◆ Records to process

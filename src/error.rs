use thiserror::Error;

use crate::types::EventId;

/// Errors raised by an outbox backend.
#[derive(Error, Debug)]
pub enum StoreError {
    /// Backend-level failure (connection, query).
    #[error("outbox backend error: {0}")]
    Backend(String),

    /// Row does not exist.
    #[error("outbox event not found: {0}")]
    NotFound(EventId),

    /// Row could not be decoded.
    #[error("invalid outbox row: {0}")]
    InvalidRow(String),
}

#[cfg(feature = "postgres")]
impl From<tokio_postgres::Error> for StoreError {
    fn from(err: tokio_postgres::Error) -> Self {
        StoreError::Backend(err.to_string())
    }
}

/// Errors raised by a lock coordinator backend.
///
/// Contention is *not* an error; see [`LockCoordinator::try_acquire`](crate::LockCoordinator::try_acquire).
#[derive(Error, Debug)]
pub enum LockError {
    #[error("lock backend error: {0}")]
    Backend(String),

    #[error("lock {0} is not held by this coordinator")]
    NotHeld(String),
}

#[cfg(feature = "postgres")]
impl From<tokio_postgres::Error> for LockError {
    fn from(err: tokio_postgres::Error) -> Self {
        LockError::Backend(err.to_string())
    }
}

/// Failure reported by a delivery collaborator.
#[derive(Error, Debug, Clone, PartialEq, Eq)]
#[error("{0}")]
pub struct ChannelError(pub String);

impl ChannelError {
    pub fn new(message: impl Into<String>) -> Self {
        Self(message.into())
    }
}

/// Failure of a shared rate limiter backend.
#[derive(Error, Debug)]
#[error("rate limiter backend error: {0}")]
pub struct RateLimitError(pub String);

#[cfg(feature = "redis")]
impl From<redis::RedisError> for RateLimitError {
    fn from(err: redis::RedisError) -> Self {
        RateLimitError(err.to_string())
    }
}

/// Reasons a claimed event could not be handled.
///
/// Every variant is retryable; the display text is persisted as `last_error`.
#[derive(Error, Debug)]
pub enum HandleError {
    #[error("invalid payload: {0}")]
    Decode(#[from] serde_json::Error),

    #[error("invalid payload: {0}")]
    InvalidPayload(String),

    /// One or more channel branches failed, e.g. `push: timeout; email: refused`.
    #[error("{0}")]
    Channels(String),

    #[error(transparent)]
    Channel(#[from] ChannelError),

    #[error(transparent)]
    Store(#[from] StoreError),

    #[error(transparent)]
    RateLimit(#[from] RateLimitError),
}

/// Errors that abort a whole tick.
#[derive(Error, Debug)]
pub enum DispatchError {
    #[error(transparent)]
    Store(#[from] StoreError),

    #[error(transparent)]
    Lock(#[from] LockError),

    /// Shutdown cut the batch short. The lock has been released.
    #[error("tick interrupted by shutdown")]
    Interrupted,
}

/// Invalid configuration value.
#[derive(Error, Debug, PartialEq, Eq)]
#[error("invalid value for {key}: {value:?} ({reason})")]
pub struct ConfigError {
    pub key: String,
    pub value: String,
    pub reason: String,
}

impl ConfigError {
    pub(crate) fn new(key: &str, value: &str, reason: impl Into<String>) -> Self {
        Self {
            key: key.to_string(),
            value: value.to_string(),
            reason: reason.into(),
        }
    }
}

◆ Problem to work on
Using the material above, retype every line without altering it.

◆ Written answer
filename src/error.rs
use thiserror::Error;

use crate::types::EventId;

/// Errors raised by an outbox backend.
#[derive(Error, Debug)]
pub enum StoreError {
    /// Backend-level failure (connection, query).
    #[error("outbox backend error: {0}")]
    Backend(String),

    /// Row does not exist.
    #[error("outbox event not found: {0}")]
    NotFound(EventId),

    /// Row could not be decoded.
    #[error("invalid outbox row: {0}")]
    InvalidRow(String),
}

#[cfg(feature = "postgres")]
impl From<tokio_postgres::Error> for StoreError {
    fn from(err: tokio_postgres::Error) -> Self {
        StoreError::Backend(err.to_string())
    }
}

/// Errors raised by a lock coordinator backend.
///
/// Contention is *not* an error; see [`LockCoordinator::try_acquire`](crate::LockCoordinator::try_acquire).
#[derive(Error, Debug)]
pub enum LockError {
    #[error("lock backend error: {0}")]
    Backend(String),

    #[error("lock {0} is not held by this coordinator")]
    NotHeld(String),
}

#[cfg(feature = "postgres")]
impl From<tokio_postgres::Error> for LockError {
    fn from(err: tokio_postgres::Error) -> Self {
        LockError::Backend(err.to_string())
    }
}

/// Failure reported by a delivery collaborator.
#[derive(Error, Debug, Clone, PartialEq, Eq)]
#[error("{0}")]
pub struct ChannelError(pub String);

impl ChannelError {
    pub fn new(message: impl Into<String>) -> Self {
        Self(message.into())
    }
}

/// Failure of a shared rate limiter backend.
#[derive(Error, Debug)]
#[error("rate limiter backend error: {0}")]
pub struct RateLimitError(pub String);

#[cfg(feature = "redis")]
impl From<redis::RedisError> for RateLimitError {
    fn from(err: redis::RedisError) -> Self {
        RateLimitError(err.to_string())
    }
}

/// Reasons a claimed event could not be handled.
///
/// Every variant is retryable; the display text is persisted as `last_error`.
#[derive(Error, Debug)]
pub enum HandleError {
    #[error("invalid payload: {0}")]
    Decode(#[from] serde_json::Error),

    #[error("invalid payload: {0}")]
    InvalidPayload(String),

    /// One or more channel branches failed, e.g. `push: timeout; email: refused`.
    #[error("{0}")]
    Channels(String),

    #[error(transparent)]
    Channel(#[from] ChannelError),

    #[error(transparent)]
    Store(#[from] StoreError),

    #[error(transparent)]
    RateLimit(#[from] RateLimitError),
}

/// Errors that abort a whole tick.
#[derive(Error, Debug)]
pub enum DispatchError {
    #[error(transparent)]
    Store(#[from] StoreError),

    #[error(transparent)]
    Lock(#[from] LockError),

    /// Shutdown cut the batch short. The lock has been released.
    #[error("tick interrupted by shutdown")]
    Interrupted,
}

/// Invalid configuration value.
#[derive(Error, Debug, PartialEq, Eq)]
#[error("invalid value for {key}: {value:?} ({reason})")]
pub struct ConfigError {
    pub key: String,
    pub value: String,
    pub reason: String,
}

impl ConfigError {
    pub(crate) fn new(key: &str, value: &str, reason: impl Into<String>) -> Self {
        Self {
            key: key.to_string(),
            value: value.to_string(),
            reason: reason.into(),
        }
    }
}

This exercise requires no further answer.